Tra il 7 e il 10 gennaio 2025, Rosa Vespa non ha dormito a casa. Ha fatto credere a tutti, forse anche a Moses, di trovarsi in clinica. Lo affermava nei messaggi quotidiani e inviava persino alcune foto. In realtà, aveva scelto di alloggiare in un hotel cittadino, il Royal, a poche centinaia di metri dalla clinica Sacro Cuore. Testimoni affermano di averla vista aggirarsi sia all’interno della clinica che nei suoi dintorni. La scelta dell’hotel, situato in una parallela di corso Mazzini, le ha facilitato il compito.

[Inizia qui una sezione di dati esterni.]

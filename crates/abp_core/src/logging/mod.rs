//! Logging infrastructure for Archive Batch Processor.
//!
//! This module provides:
//! - Per-batch loggers with file + UI callback dual output
//! - Compact mode with progress filtering
//! - Tail buffer for error diagnosis
//! - Integration with the `tracing` ecosystem
//!
//! # Example
//!
//! ```no_run
//! use abp_core::logging::{BatchLogger, LogConfig, LogLevel};
//!
//! // Create a batch logger
//! let logger = BatchLogger::new(
//!     "batch_001",
//!     "/path/to/logs",
//!     LogConfig::default(),
//!     None,
//! ).unwrap();
//!
//! // Log messages at various levels
//! logger.info("Starting batch");
//! logger.phase("Step 5: Metadata");
//! logger.command("exiftool -Title=... scan_0001.tif");
//! logger.progress(50);
//! logger.success("Batch completed");
//! ```

mod batch_logger;
mod types;

pub use batch_logger::{BatchLogger, BatchLoggerBuilder};
pub use types::{LogConfig, LogLevel, MessagePrefix, UiLogCallback};

use tracing_subscriber::{fmt, prelude::*, EnvFilter};

/// Initialize global tracing subscriber for application-wide logging.
///
/// This sets up a subscriber that:
/// - Respects RUST_LOG environment variable
/// - Falls back to the provided default level
/// - Outputs to stderr with timestamps
///
/// Should be called once at application startup.
pub fn init_tracing(default_level: LogLevel) {
    let filter = EnvFilter::try_from_default_env()
        .unwrap_or_else(|_| EnvFilter::new(level_to_filter_str(default_level)));

    tracing_subscriber::registry()
        .with(fmt::layer().with_target(true).with_thread_ids(false))
        .with(filter)
        .init();
}

/// Convert LogLevel to filter string.
fn level_to_filter_str(level: LogLevel) -> &'static str {
    match level {
        LogLevel::Trace => "trace",
        LogLevel::Debug => "debug",
        LogLevel::Info => "info",
        LogLevel::Warn => "warn",
        LogLevel::Error => "error",
    }
}

#[cfg(test)]
mod tests {
    use super::*;

    #[test]
    fn level_to_filter_works() {
        assert_eq!(level_to_filter_str(LogLevel::Debug), "debug");
        assert_eq!(level_to_filter_str(LogLevel::Info), "info");
    }
}
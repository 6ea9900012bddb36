//! Step 4: Bit-depth conversion.

use std::fs;

use crate::imaging::{is_sixteen_bit, to_eight_bit};
use crate::orchestrator::errors::StepError;
use crate::orchestrator::step::StepProcessor;
use crate::orchestrator::types::{
    BatchState, Context, BitDepthOutput, StepResult, ValidationResult,
};

use super::{dir_has_images, ensure_step_dir, list_image_files};

/// Step 4: convert 16-bit masters to 8-bit working copies.
///
/// Masters stay untouched in the source directory. Images already at
/// 8 bits per channel are copied through byte-for-byte.
pub struct BitDepthStep;

impl BitDepthStep {
    pub fn new() -> Self {
        Self
    }
}

impl Default for BitDepthStep {
    fn default() -> Self {
        Self::new()
    }
}

impl StepProcessor for BitDepthStep {
    fn number(&self) -> u32 {
        4
    }

    fn name(&self) -> &str {
        "Bit-depth conversion"
    }

    fn description(&self) -> &str {
        "Convert 16-bit masters to 8-bit working copies"
    }

    fn validate_inputs(&self, ctx: &Context) -> ValidationResult {
        let source = ctx.paths.source_dir();
        if !dir_has_images(&source) {
            return ValidationResult::error(format!(
                "No source images in {}",
                source.display()
            ));
        }
        ValidationResult::ok()
    }

    fn execute(&self, ctx: &Context, state: &mut BatchState) -> Result<StepResult, StepError> {
        let source = ctx.paths.source_dir();
        if !source.is_dir() {
            return Err(StepError::file_not_found(source.display().to_string()));
        }

        let images = list_image_files(&source)?;
        if images.is_empty() {
            return Ok(StepResult::failed("No images to convert"));
        }

        let dir = ensure_step_dir(ctx, self.number())?;
        let total = images.len();
        let mut files = Vec::with_capacity(total);
        let mut converted = 0;

        for (i, input) in images.iter().enumerate() {
            let name = match input.file_name() {
                Some(name) => name,
                None => continue,
            };
            let out = dir.join(name);

            let img = image::open(input)
                .map_err(|e| StepError::image_error(format!("open {}", input.display()), e))?;

            if is_sixteen_bit(&img) {
                let eight = to_eight_bit(&img);
                eight
                    .save(&out)
                    .map_err(|e| StepError::image_error(format!("save {}", out.display()), e))?;
                converted += 1;
            } else {
                fs::copy(input, &out)
                    .map_err(|e| StepError::io_error(format!("copy {}", input.display()), e))?;
            }

            files.push(out);
            ctx.logger.progress(((i + 1) * 100 / total) as u32);
        }

        state.bit_depth = Some(BitDepthOutput { files, converted });
        Ok(StepResult::ok(format!(
            "{} of {} images needed conversion",
            converted, total
        )))
    }

    fn validate_outputs(&self, _ctx: &Context, state: &BatchState) -> ValidationResult {
        let Some(out) = &state.bit_depth else {
            return ValidationResult::error("Bit-depth output not recorded");
        };
        let mut result = ValidationResult::ok();
        for file in &out.files {
            if !file.is_file() {
                result.add_error(format!("Working copy missing: {}", file.display()));
            }
        }
        result
    }
}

Durante il soggiorno in albergo, Rosa comunicava con amici e parenti: «Mi trovo in camera», diceva. Aggiungeva poi la scusa del Covid, già illustrata in un altro servizio, quando aveva raccontato al marito che non poteva recarsi in clinica perché non lo avrebbero fatto entrare. Successivamente, Rosa fa ritorno a casa, ma senza "Ansel". La clinica, spiega, avrebbe deciso di tenerlo sotto osservazione. A casa, circondata dall’affetto di amici e familiari, Rosa finge persino di tirarsi il latte per portarlo alla clinica. Tutti le credono, proprio come avevano creduto alla sua gravidanza.

Il giorno del rapimento

Il "film" di Rosa Vespa arriva al momento clou: il rapimento. La donna decide che il giorno giusto sia il 21 gennaio. Entra in clinica, mentre Moses rimane ad aspettarla in auto. L’uomo la vede arrivare, scende e porta l'ovetto in clinica. Rosa è titubante: tiene stretto il contenitore e cerca di nascondere il viso coprendolo con un giubbino nero. Moses attende che la donna adagi "Ansel" nel passeggino, ma Rosa torna sui propri passi. Le telecamere di sorveglianza mostrano che si allontana, mentre Moses rimane immobile. Poco dopo, esce anche lui e la coppia risale in auto, diretta a Castrolibero.

La festa si trasforma in tragedia, ma il dramma di Valeria e Federico trova il suo epilogo: la piccola Sofia torna finalmente tra le braccia dei suoi genitori.